Records supplied section start
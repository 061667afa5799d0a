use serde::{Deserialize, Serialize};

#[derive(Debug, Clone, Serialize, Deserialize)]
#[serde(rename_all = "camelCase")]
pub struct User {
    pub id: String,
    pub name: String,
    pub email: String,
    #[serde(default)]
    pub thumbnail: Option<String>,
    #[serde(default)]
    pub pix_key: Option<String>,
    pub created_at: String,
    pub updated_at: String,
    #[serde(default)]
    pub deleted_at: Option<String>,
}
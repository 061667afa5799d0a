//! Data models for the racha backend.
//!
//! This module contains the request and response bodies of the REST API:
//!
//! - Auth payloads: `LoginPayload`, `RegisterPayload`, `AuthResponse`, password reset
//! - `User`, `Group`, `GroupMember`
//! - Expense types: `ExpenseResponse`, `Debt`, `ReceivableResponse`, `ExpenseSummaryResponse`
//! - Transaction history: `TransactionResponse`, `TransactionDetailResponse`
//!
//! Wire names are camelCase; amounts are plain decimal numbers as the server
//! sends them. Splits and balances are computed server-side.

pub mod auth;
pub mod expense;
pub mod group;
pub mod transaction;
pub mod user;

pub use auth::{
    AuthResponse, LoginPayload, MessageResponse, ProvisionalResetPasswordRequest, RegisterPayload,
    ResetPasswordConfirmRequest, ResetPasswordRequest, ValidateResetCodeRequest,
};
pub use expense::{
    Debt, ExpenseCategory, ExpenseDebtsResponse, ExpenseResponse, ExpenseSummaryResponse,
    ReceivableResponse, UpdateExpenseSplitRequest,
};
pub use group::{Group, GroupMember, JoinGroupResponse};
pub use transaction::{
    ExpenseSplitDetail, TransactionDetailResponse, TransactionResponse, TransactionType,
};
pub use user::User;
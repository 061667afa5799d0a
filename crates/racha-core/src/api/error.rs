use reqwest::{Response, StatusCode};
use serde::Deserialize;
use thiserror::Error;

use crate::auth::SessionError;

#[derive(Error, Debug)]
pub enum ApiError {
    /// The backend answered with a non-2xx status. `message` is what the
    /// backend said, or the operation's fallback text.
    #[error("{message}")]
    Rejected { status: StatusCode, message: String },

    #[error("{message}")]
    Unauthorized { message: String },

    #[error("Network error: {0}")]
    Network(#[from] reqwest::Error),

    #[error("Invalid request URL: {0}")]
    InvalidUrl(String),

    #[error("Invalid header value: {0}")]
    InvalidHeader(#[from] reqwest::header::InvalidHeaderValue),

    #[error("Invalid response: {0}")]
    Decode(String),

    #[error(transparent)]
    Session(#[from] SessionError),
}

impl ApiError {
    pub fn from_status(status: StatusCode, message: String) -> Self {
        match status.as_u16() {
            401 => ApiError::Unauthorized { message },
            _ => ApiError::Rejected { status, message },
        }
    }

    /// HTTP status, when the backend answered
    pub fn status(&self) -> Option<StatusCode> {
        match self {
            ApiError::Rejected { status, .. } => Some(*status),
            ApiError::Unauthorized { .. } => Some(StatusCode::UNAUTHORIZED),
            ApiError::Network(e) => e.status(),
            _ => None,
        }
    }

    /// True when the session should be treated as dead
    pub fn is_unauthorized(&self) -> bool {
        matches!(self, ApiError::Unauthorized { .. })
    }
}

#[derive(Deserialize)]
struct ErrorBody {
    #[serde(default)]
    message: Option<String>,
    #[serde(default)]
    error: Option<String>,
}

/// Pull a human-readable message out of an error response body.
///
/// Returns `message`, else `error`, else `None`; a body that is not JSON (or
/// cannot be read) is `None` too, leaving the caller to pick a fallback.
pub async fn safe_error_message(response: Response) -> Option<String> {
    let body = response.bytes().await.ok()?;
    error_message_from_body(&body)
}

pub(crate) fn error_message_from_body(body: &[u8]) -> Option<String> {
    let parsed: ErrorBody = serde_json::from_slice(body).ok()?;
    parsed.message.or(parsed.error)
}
Records supplied section end
• The problem: Check the listing above for "reqwest". Show every line where it turns up.

• Exercise answer:
use reqwest::{Response, StatusCode};
    Network(#[from] reqwest::Error),
    InvalidHeader(#[from] reqwest::header::InvalidHeaderValue),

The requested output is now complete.